At the end of the day, what it all comes down to is New Empire, Vol. 2 being another dud for Hollywood Undead to add to a steadily growing list of them, but there’s something more about this one that distances it from the usual low standard. It sounds notably worse, sure, but there’s a phenomenal lack of effort that permeates all the way through, almost as if Hollywood Undead are beginning to have faith that their name alone can actually mean something when it comes to the success of their output. That in itself is an indictment on an industry that’s kept these clowns around for far longer than they should’ve been, but that level of ego is really something that Hollywood Undead can’t afford to have.
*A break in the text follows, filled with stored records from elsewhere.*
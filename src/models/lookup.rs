use chrono::{DateTime, Utc};
use serde::{Deserialize, Serialize};
use std::borrow::Borrow;
use std::fmt;
use std::sync::Arc;

use crate::errors::{AppError, AppResult};

/// Canonical identifier used for every cache and listener operation.
///
/// Equality and hashing are by canonical string value. Instances are produced
/// by [`crate::services::KeyNormalizer`] or by the explicit constructors below
/// and never change afterwards; cloning is a reference count bump.
#[derive(Debug, Clone, PartialEq, Eq, Hash, PartialOrd, Ord)]
pub struct LookupKey(Arc<str>);

impl LookupKey {
    /// Key for values that have no canonical form beyond trimming (image URLs)
    pub fn opaque(raw: &str) -> AppResult<Self> {
        let trimmed = raw.trim();
        if trimmed.is_empty() {
            return Err(AppError::invalid_argument("key", "must not be empty"));
        }
        Ok(Self(Arc::from(trimmed)))
    }

    /// Accept a phone number that is already in E.164 form
    pub fn parse_normalized(raw: &str) -> AppResult<Self> {
        if raw.is_empty() {
            return Err(AppError::invalid_argument("key", "must not be empty"));
        }
        if !is_e164(raw) {
            return Err(AppError::invalid_key(raw, "not in E.164 form"));
        }
        Ok(Self(Arc::from(raw)))
    }

    /// Wrap a string the normalizer has already canonicalized
    pub(crate) fn from_canonical(canonical: String) -> Self {
        Self(Arc::from(canonical))
    }

    pub fn as_str(&self) -> &str {
        &self.0
    }
}

/// `+` followed by 3 to 15 digits, no leading zero in the country code
pub(crate) fn is_e164(value: &str) -> bool {
    let Some(digits) = value.strip_prefix('+') else {
        return false;
    };
    (3..=15).contains(&digits.len())
        && digits.bytes().all(|b| b.is_ascii_digit())
        && !digits.starts_with('0')
}

impl fmt::Display for LookupKey {
    fn fmt(&self, f: &mut fmt::Formatter<'_>) -> fmt::Result {
        f.write_str(&self.0)
    }
}

impl AsRef<str> for LookupKey {
    fn as_ref(&self) -> &str {
        &self.0
    }
}

impl Borrow<str> for LookupKey {
    fn borrow(&self) -> &str {
        &self.0
    }
}

/// Caller attribution returned by a lookup provider.
///
/// Immutable once built; the service hands out `Arc<LookupResponse>` so that
/// the cache and every listener share one allocation.
#[derive(Debug, Clone, PartialEq, Serialize, Deserialize)]
pub struct LookupResponse {
    /// Number the provider resolved, in E.164 form
    pub number: String,
    #[serde(default)]
    pub name: Option<String>,
    #[serde(default)]
    pub address: Option<String>,
    #[serde(default)]
    pub city: Option<String>,
    #[serde(default)]
    pub country: Option<String>,
    /// Remote avatar image, usable as a key for the avatar cache
    #[serde(default)]
    pub photo_url: Option<String>,
    /// Number of spam reports the provider holds for this number
    #[serde(default)]
    pub spam_count: u32,
    /// Provider that produced this record
    #[serde(default)]
    pub provider_name: Option<String>,
    #[serde(default = "Utc::now")]
    pub fetched_at: DateTime<Utc>,
}

impl LookupResponse {
    pub fn new(number: impl Into<String>) -> Self {
        Self {
            number: number.into(),
            name: None,
            address: None,
            city: None,
            country: None,
            photo_url: None,
            spam_count: 0,
            provider_name: None,
            fetched_at: Utc::now(),
        }
    }

    pub fn with_name(mut self, name: impl Into<String>) -> Self {
        self.name = Some(name.into());
        self
    }

    pub fn with_spam_count(mut self, spam_count: u32) -> Self {
        self.spam_count = spam_count;
        self
    }

    pub fn is_likely_spam(&self) -> bool {
        self.spam_count > 0
    }
}

/// Lifecycle of the lookup service
#[derive(Debug, Clone, Copy, PartialEq, Eq, Serialize)]
#[serde(rename_all = "snake_case")]
pub enum LifecycleState {
    Stopped,
    Starting,
    Running,
}

impl LifecycleState {
    pub fn as_str(&self) -> &'static str {
        match self {
            LifecycleState::Stopped => "stopped",
            LifecycleState::Starting => "starting",
            LifecycleState::Running => "running",
        }
    }
}

impl fmt::Display for LifecycleState {
    fn fmt(&self, f: &mut fmt::Formatter<'_>) -> fmt::Result {
        f.write_str(self.as_str())
    }
}

/// Whether a cache hit still sends a request to the provider
#[derive(Debug, Clone, Copy, Default, PartialEq, Eq, Serialize, Deserialize)]
#[serde(rename_all = "snake_case")]
pub enum RefreshPolicy {
    /// Deliver the cached value and refresh it from the provider
    #[default]
    Always,
    /// Only ask the provider when nothing was cached or on requery
    WhenMissing,
}

/// Point-in-time view of the lookup service
#[derive(Debug, Clone, PartialEq, Eq, Serialize)]
pub struct LookupServiceStats {
    pub state: LifecycleState,
    pub observers: usize,
    pub cached_results: usize,
    pub listener_keys: usize,
    pub listeners: usize,
    pub in_flight: usize,
    /// Incremented on every successful start
    pub generation: u64,
}
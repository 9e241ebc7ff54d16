//! Caller-identity lookup with request coalescing, listener fan-out and a
//! tiered avatar image cache.
//!
//! The [`services::LookupService`] runs its provider only while observers are
//! active, caches the last answer per canonical number and notifies every
//! subscribed listener on a single delivery context. The
//! [`services::TieredBitmapCache`] keeps decoded avatar images in a bounded
//! hot tier backed by a reclaimable soft tier.

pub mod config;
pub mod errors;
pub mod models;
pub mod services;
pub mod transports;
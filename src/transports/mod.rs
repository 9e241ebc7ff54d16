//! Concrete collaborators for the lookup and avatar services
//!
//! - [`DirectoryTransport`]: records loaded from a local TOML file
//! - [`HttpLookupTransport`]: remote JSON lookup API
//! - [`HttpImageFetcher`]: plain HTTP download for avatar images

pub mod directory;
pub mod http;
pub mod image_http;

pub use directory::DirectoryTransport;
pub use http::HttpLookupTransport;
pub use image_http::HttpImageFetcher;

use std::sync::Arc;

use crate::config::{ProviderConfig, ProviderKind};
use crate::errors::AppResult;
use crate::services::PhoneLookupTransport;

/// Build the lookup transport selected by `config`
pub fn from_config(config: &ProviderConfig) -> AppResult<Arc<dyn PhoneLookupTransport>> {
    Ok(match config.kind {
        ProviderKind::Directory => Arc::new(DirectoryTransport::from_config(config)?),
        ProviderKind::Http => Arc::new(HttpLookupTransport::from_config(config)?),
    })
}
//! Service layer for caller lookups and avatar images
//!
//! The services own all caching and lifecycle state. They talk to providers,
//! image downloaders and subscribers only through the collaborator traits in
//! [`traits`], which keeps every network and UI concern at the edge.
//!
//! # Components
//!
//! - **KeyNormalizer**: canonical E.164 keys from raw user input
//! - **ListenerRegistry**: per-key subscriber sets, notified outside any lock
//! - **ResultCache**: last known provider answer per key
//! - **FetchExecutor**: bounded or unbounded worker pool with close/abort
//! - **DeliveryQueue**: single-consumer context that runs notifications in order
//! - **LookupService**: observer-driven lifecycle tying the above together
//! - **TieredBitmapCache**: hot/soft avatar cache with asynchronous fetches
//!
//! # Usage
//!
//! ```rust,no_run
//! use std::sync::Arc;
//! use lookup_provider::services::{
//!     DeliveryQueue, KeyNormalizer, ListenerHandle, LookupService, LookupServiceSettings,
//! };
//! use lookup_provider::transports::DirectoryTransport;
//!
//! # async fn example() -> lookup_provider::errors::AppResult<()> {
//! let (delivery, _loop) = DeliveryQueue::spawn();
//! let transport = Arc::new(DirectoryTransport::from_file("directory.toml", "Local")?);
//! let service = LookupService::new(
//!     KeyNormalizer::new("US")?,
//!     transport,
//!     delivery,
//!     LookupServiceSettings::default(),
//! );
//!
//! let listener: ListenerHandle = Arc::new(|info: &lookup_provider::models::LookupResponse| {
//!     println!("{:?}", info.name);
//! });
//! service.on_observer_arrive();
//! service.subscribe("(555) 123-4567", &listener)?;
//! service.lookup("(555) 123-4567", false)?;
//! # Ok(())
//! # }
//! ```

pub mod avatar_cache;
pub mod delivery;
pub mod fetch_executor;
pub mod key_normalizer;
pub mod listener_registry;
pub mod lookup_service;
pub mod result_cache;
pub mod traits;

// Re-export main traits and services
pub use avatar_cache::{AvatarCacheStats, Bitmap, TierLocation, TieredBitmapCache};
pub use delivery::DeliveryQueue;
pub use fetch_executor::FetchExecutor;
pub use key_normalizer::{KeyNormalizer, RegionRules};
pub use listener_registry::{ListenerHandle, ListenerRegistry};
pub use lookup_service::{LookupService, LookupServiceSettings};
pub use result_cache::ResultCache;
pub use traits::*;
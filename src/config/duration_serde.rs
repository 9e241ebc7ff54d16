//! Serde helpers for human-readable durations in configuration files.

use serde::de::{self, Visitor};
use serde::{Deserializer, Serializer};
use std::{fmt, time::Duration};

/// Serialize a `Duration` as a humantime string, accept seconds or a humantime string
pub mod duration {
    use super::*;

    pub fn serialize<S>(duration: &Duration, serializer: S) -> Result<S::Ok, S::Error>
    where
        S: Serializer,
    {
        let duration_str = humantime::format_duration(*duration).to_string();
        serializer.serialize_str(&duration_str)
    }

    pub fn deserialize<'de, D>(deserializer: D) -> Result<Duration, D::Error>
    where
        D: Deserializer<'de>,
    {
        struct DurationVisitor;

        impl Visitor<'_> for DurationVisitor {
            type Value = Duration;

            fn expecting(&self, formatter: &mut fmt::Formatter) -> fmt::Result {
                formatter.write_str(
                    "a duration as seconds (number) or human-readable string (e.g., '750ms', '5s')",
                )
            }

            fn visit_u64<E>(self, seconds: u64) -> Result<Self::Value, E>
            where
                E: de::Error,
            {
                Ok(Duration::from_secs(seconds))
            }

            fn visit_i64<E>(self, seconds: i64) -> Result<Self::Value, E>
            where
                E: de::Error,
            {
                u64::try_from(seconds)
                    .map(Duration::from_secs)
                    .map_err(|_| de::Error::custom(format!("Negative duration: {seconds}")))
            }

            fn visit_f64<E>(self, seconds: f64) -> Result<Self::Value, E>
            where
                E: de::Error,
            {
                Duration::try_from_secs_f64(seconds)
                    .map_err(|e| de::Error::custom(format!("Invalid duration {seconds}: {e}")))
            }

            fn visit_str<E>(self, value: &str) -> Result<Self::Value, E>
            where
                E: de::Error,
            {
                humantime::parse_duration(value)
                    .map_err(|e| de::Error::custom(format!("Invalid duration '{value}': {e}")))
            }
        }

        deserializer.deserialize_any(DurationVisitor)
    }
}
They’re not a band who can at least squeak by on talent if they ever do run out the clock, and Vol. 2 feels like the most condensed assessment of that to date, where their own lack of sustainability seems have been compounded and exacerbated even further here. That leaves them to pretty much live and die on the back of fan support, an avenue that they have now but is by now means guaranteed. It’s amazing that they’ve gotten this far, frankly, but if they now think that they don’t even have to try, their hit rate might be nowhere near as successful moving forward.
3/10
For fans of: From Ashes To New, Falling In Reverse, Papa Roach
Words by Luke Nuttall
‘New Empire, Vol. 2’ by Hollywood Undead is released on 4th December on BMG / Dove & Grenade.